|Show/Hide Hidden Text|
This section explains how to submit a triggered order to the exchange.Watch the video Triggered Orders.
A triggered order is simply an ordinary order that is not immediately submitted to the exchange, but is submitted ONLY WHEN ITS TRIGGER CONDITION HAS BEEN MET. Once the triggered order's trigger condition has been met, the order will be submitted to the exchange just like any other order and there is no guarantee that the order will be executed - this depends entirely on the activity in the market at that time.
From the preceding explanation, it is clear that triggered orders can be used in conjunction with a variety of trading strategies, including stop-loss and profit-take. The crux is to determine what type of order you wish to submit (ie buy or sell) and to what level you wish the market to move to before your order should be submitted.

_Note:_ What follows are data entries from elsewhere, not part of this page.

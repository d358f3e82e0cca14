//! Show command
//!
//! Usage: revkeep show <REVISION>

use clap::Args;
use revkeep_core::store::VersionStore;
use revkeep_core::{diff_version, RevisionId, RevkeepError};

use super::Context;

#[derive(Debug, Args)]
pub struct ShowArgs {
    /// Revision id
    pub revision: i64,
}

/// Execute show command
pub fn execute(ctx: &Context, args: ShowArgs) -> Result<(), Box<dyn std::error::Error>> {
    let (registry, store) = ctx.open()?;
    let id = RevisionId::new(args.revision);
    let revision = store
        .revision(id)?
        .ok_or(RevkeepError::RevisionNotFound {
            revision_id: args.revision,
        })?;

    println!("revision: {}", revision.id);
    println!(
        "created_at: {}",
        revision.created_at.format("%Y-%m-%d %H:%M:%S")
    );
    match revision.user {
        Some(user) => println!("user: {}", user),
        None => println!("user: anonymous"),
    }
    if !revision.comment.is_empty() {
        println!("comment: {}", revision.comment);
    }
    for meta in store.revision_meta(id)? {
        println!("meta {}: {}", meta.kind, serde_json::to_string(&meta.data)?);
    }

    for version in store.revision_versions(id)? {
        println!("    {} {}", version.action.label(), version.object_repr);
        // Unregistered types are still listed, just without fields
        let fields = match diff_version(&registry, &store, &version) {
            Ok(fields) => fields,
            Err(RevkeepError::NotRegistered { .. }) => continue,
            Err(err) => return Err(err.into()),
        };
        for field in fields {
            if field.old.is_empty() {
                println!("        {}: '{}'", field.field, field.new);
            } else {
                println!("        {}: '{}' was: '{}'", field.field, field.new, field.old);
            }
        }
    }
    Ok(())
}
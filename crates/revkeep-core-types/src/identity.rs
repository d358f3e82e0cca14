//! Identity types for versioned objects and history records
//!
//! Every live object is addressed by an [`ObjectRef`]: the name of its type
//! plus the key the persistence layer assigned to it. Revisions and versions
//! carry monotonically increasing ids, so ordering by id is ordering by
//! commit time.

use serde::{Deserialize, Serialize};

/// Name of a record type (the type descriptor stored with every version)
#[derive(Debug, Clone, PartialEq, Eq, Hash, PartialOrd, Ord, Serialize, Deserialize)]
#[serde(transparent)]
pub struct TypeName(String);

impl TypeName {
    pub fn new(name: impl Into<String>) -> Self {
        Self(name.into())
    }

    /// Get the string representation
    pub fn as_str(&self) -> &str {
        &self.0
    }
}

impl std::fmt::Display for TypeName {
    fn fmt(&self, f: &mut std::fmt::Formatter<'_>) -> std::fmt::Result {
        write!(f, "{}", self.0)
    }
}

impl From<&str> for TypeName {
    fn from(s: &str) -> Self {
        Self(s.to_string())
    }
}

impl From<String> for TypeName {
    fn from(s: String) -> Self {
        Self(s)
    }
}

/// Identity key assigned to a record by the persistence layer
///
/// Keys are never reused, so a key identifies one logical object for its
/// whole history, including after deletion.
#[derive(
    Debug, Clone, Copy, PartialEq, Eq, Hash, PartialOrd, Ord, Serialize, Deserialize,
)]
#[serde(transparent)]
pub struct ObjectKey(i64);

impl ObjectKey {
    pub fn new(key: i64) -> Self {
        Self(key)
    }

    pub fn get(&self) -> i64 {
        self.0
    }
}

impl std::fmt::Display for ObjectKey {
    fn fmt(&self, f: &mut std::fmt::Formatter<'_>) -> std::fmt::Result {
        write!(f, "{}", self.0)
    }
}

impl From<i64> for ObjectKey {
    fn from(key: i64) -> Self {
        Self(key)
    }
}

/// Stable identity of one logical object: (type, key)
#[derive(Debug, Clone, PartialEq, Eq, Hash, PartialOrd, Ord, Serialize, Deserialize)]
pub struct ObjectRef {
    pub type_name: TypeName,
    pub key: ObjectKey,
}

impl ObjectRef {
    pub fn new(type_name: impl Into<TypeName>, key: impl Into<ObjectKey>) -> Self {
        Self {
            type_name: type_name.into(),
            key: key.into(),
        }
    }
}

impl std::fmt::Display for ObjectRef {
    fn fmt(&self, f: &mut std::fmt::Formatter<'_>) -> std::fmt::Result {
        write!(f, "{}:{}", self.type_name, self.key)
    }
}

/// Identity of a committed revision
#[derive(
    Debug, Clone, Copy, PartialEq, Eq, Hash, PartialOrd, Ord, Serialize, Deserialize,
)]
#[serde(transparent)]
pub struct RevisionId(i64);

impl RevisionId {
    pub fn new(id: i64) -> Self {
        Self(id)
    }

    pub fn get(&self) -> i64 {
        self.0
    }
}

impl std::fmt::Display for RevisionId {
    fn fmt(&self, f: &mut std::fmt::Formatter<'_>) -> std::fmt::Result {
        write!(f, "{}", self.0)
    }
}

/// Identity of a committed version; totally orders all versions
#[derive(
    Debug, Clone, Copy, PartialEq, Eq, Hash, PartialOrd, Ord, Serialize, Deserialize,
)]
#[serde(transparent)]
pub struct VersionId(i64);

impl VersionId {
    pub fn new(id: i64) -> Self {
        Self(id)
    }

    pub fn get(&self) -> i64 {
        self.0
    }
}

impl std::fmt::Display for VersionId {
    fn fmt(&self, f: &mut std::fmt::Formatter<'_>) -> std::fmt::Result {
        write!(f, "{}", self.0)
    }
}
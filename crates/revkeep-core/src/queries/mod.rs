//! Query module for read-only history lookups
//!
//! Thin, deterministic queries over committed versions and revisions,
//! generic over the version store.
//!
//! Key principles:
//! - All queries are read-only (no mutations)
//! - Versions of one object are ordered by version id
//! - A missing answer is `None` for neighbours and `VersionNotFound` for
//!   lookups that must produce a version

pub mod version_queries;

pub use version_queries::{
    deleted_version, deleted_versions, field_dict, next_version, previous_version,
    revisions_for_object, unique_versions_for_object, version_for_date, versions_for_object,
};
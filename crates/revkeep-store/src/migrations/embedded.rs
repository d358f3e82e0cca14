//! SQL migrations compiled into the binary

/// One schema step; `id` is recorded in `schema_version`
#[derive(Debug, Clone, Copy)]
pub struct Migration {
    pub id: &'static str,
    pub sql: &'static str,
}

const MIGRATIONS: &[Migration] = &[
    Migration {
        id: "001_records",
        sql: include_str!("../../migrations/001_records.sql"),
    },
    Migration {
        id: "002_revision_history",
        sql: include_str!("../../migrations/002_revision_history.sql"),
    },
];

/// Every migration, oldest first
pub fn get_migrations() -> &'static [Migration] {
    MIGRATIONS
}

Triggered orders have as their condition the last price traded of the particular instrument.The trigger condition relates to the market direction in order to trigger the order: On and above implies the market must move upwards and achieve or breach the trigger price while On and below implies the market must move downwards and achieve or breach the trigger price.
BUY 1 SEP14 ALSI @ 24000; TRIGGER PRICE = 24020; TRIGGER CONDITION EQUAL OR BELOW.
If the last price for the SEP14 ALSI moves down to or below 24020, the above order will be submitted to the market as sell of SEP14 ALSI at price 24000.
A trailing triggered order is the same as a normal triggered order, with the addition of a trailing distance. If the trailing distance is set, the triggered order will always remain within the selected distance from the current last price of the specific contract.